Patterson had registered his support for the project as a viable one because, he noted, Guyana’s electricity needs have been growing seven percent per annum since 2015, and it has struggled with power outages due to the poor state of the nation’s power grid and power generation capacity. He said it would be the first big petroleum project to have a direct impact on the lives of all Guyanese.
The government had, according to Patterson, sought to make clear to ExxonMobil that the government should be paying not for the gas itself but only for the transportation of the gas. He said that, as “Exxon was under tremendous pressure regarding the equity of the contract, it was amenable to the government’s suggestions.”
However, Patterson noted discussions about “take or pay” as Guyana would not be able to utilize all of the gas. This provision is one that has placed the country of Ghana in dire straits.
Finding itself in a similar situation several years ago, Ghana approved the Sankofa gas project in 2015 to reduce power costs, lower emissions and make electricity services more reliable. While those benefits were realized, Ghana now suffers in other ways.

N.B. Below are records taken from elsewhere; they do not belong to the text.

//! AWS Lambda handler for retention reports
//!
//! Accepts membership records as JSON and returns the full retention report.
//!
//! Supports Lambda Function URLs for direct HTTP access, including
//! base64-encoded request bodies and CORS preflight.

use chrono::Utc;
use lambda_http::{run, service_fn, Body, Request, Response};
use lambda_runtime::Error;
use serde::{Deserialize, Serialize};

use retention_analytics::calendar::checked_instant;
use retention_analytics::{
    AnalyticsConfig, AnalyticsResult, MemberPayment, MembershipRecord, MembershipSnapshot, RetentionEngine,
    RetentionReport,
};

/// Input for one report
#[derive(Debug, Deserialize)]
pub struct ReportRequest {
    pub records: Vec<MembershipRecord>,

    /// Monthly payments with tenure; when omitted, `monthly_payment` is applied to current members
    #[serde(default)]
    pub payments: Option<Vec<MemberPayment>>,

    /// Flat monthly payment for current members when `payments` is omitted
    #[serde(default)]
    pub monthly_payment: Option<f64>,

    /// Reference instant, epoch seconds (default: now)
    #[serde(default)]
    pub reference_instant: Option<i64>,

    #[serde(default)]
    pub months_back: Option<u32>,

    #[serde(default)]
    pub utc_offset_seconds: Option<i32>,

    /// IANA zone name; overrides `utc_offset_seconds`
    #[serde(default)]
    pub timezone: Option<String>,
}

#[derive(Debug, Serialize)]
pub struct ReportResponse {
    #[serde(skip_serializing_if = "Option::is_none")]
    pub report: Option<RetentionReport>,
    pub record_count: usize,
    pub execution_time_ms: u64,
    #[serde(skip_serializing_if = "Option::is_none")]
    pub error: Option<String>,
}

impl ReportResponse {
    fn failed(message: String) -> Self {
        Self {
            report: None,
            record_count: 0,
            execution_time_ms: 0,
            error: Some(message),
        }
    }
}

fn build_report(request: ReportRequest) -> AnalyticsResult<ReportResponse> {
    let start = std::time::Instant::now();

    let mut config = AnalyticsConfig::default_dashboard();
    if let Some(months_back) = request.months_back {
        config.cohort.months_back = months_back;
    }
    if let Some(offset) = request.utc_offset_seconds {
        config.cohort.utc_offset_seconds = offset;
    }
    if request.timezone.is_some() {
        config.cohort.timezone = request.timezone.clone();
    }
    let engine = RetentionEngine::new(config)?;

    let now = match request.reference_instant {
        Some(instant) => checked_instant(instant)?,
        None => Utc::now().timestamp(),
    };
    let payments = match request.payments {
        Some(payments) => payments,
        None => request
            .records
            .iter()
            .filter(|r| r.is_current(now))
            .map(|r| MemberPayment::from_record(r, request.monthly_payment, now))
            .collect(),
    };

    let record_count = request.records.len();
    let snapshot = MembershipSnapshot::new(now, request.records, payments);
    let report = engine.run(&snapshot);

    Ok(ReportResponse {
        report: Some(report),
        record_count,
        execution_time_ms: u64::try_from(start.elapsed().as_millis()).unwrap_or(u64::MAX),
        error: None,
    })
}

/// Decode the request body; Function URLs deliver base64 payloads as binary bodies
fn parse_request(body: &Body) -> Result<ReportRequest, serde_json::Error> {
    match body {
        Body::Text(text) => serde_json::from_str(text),
        Body::Binary(bytes) => serde_json::from_slice(bytes),
        Body::Empty => serde_json::from_str("{}"),
    }
}

fn json_response(status: u16, body: &ReportResponse) -> Result<Response<Body>, Error> {
    Ok(Response::builder()
        .status(status)
        .header("Content-Type", "application/json")
        .header("Access-Control-Allow-Origin", "*")
        .header("Access-Control-Allow-Methods", "POST, OPTIONS")
        .header("Access-Control-Allow-Headers", "Content-Type")
        .body(Body::Text(serde_json::to_string(body)?))?)
}

/// Lambda handler function
async fn handler(event: Request) -> Result<Response<Body>, Error> {
    // Handle CORS preflight
    if event.method().as_str() == "OPTIONS" {
        return Ok(Response::builder()
            .status(200)
            .header("Access-Control-Allow-Origin", "*")
            .header("Access-Control-Allow-Methods", "POST, OPTIONS")
            .header("Access-Control-Allow-Headers", "Content-Type")
            .body(Body::Empty)?);
    }

    let request = match parse_request(event.body()) {
        Ok(request) => request,
        Err(e) => {
            log::warn!("Rejected report request: invalid JSON: {}", e);
            return json_response(400, &ReportResponse::failed(format!("Invalid JSON: {}", e)));
        }
    };

    match build_report(request) {
        Ok(response) => json_response(200, &response),
        Err(e) => {
            log::warn!("Rejected report request: {}", e);
            json_response(400, &ReportResponse::failed(e.to_string()))
        }
    }
}

#[tokio::main]
async fn main() -> Result<(), Error> {
    env_logger::init();
    run(service_fn(handler)).await
}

The Institute of the Americas, an independent policy firm wrote of how Ghana signed a long-term take-or-pay Power Purchase Agreement (PPA) with suppliers, through which it would have to pay for 90 percent of the produced gas from the field, no matter the demand. In 2019, Ghana’s bill for unused gas was US$250M.
Realizing what had happened; the current administration had to start finding uses for all the extra gas and work on ensuring fairer agreements in the future.
International Lawyer, Melinda Janki has since challenged President Irfaan Ali to prove the economic soundness of the proposed gas-to-shore project by releasing the studies, which have been conducted.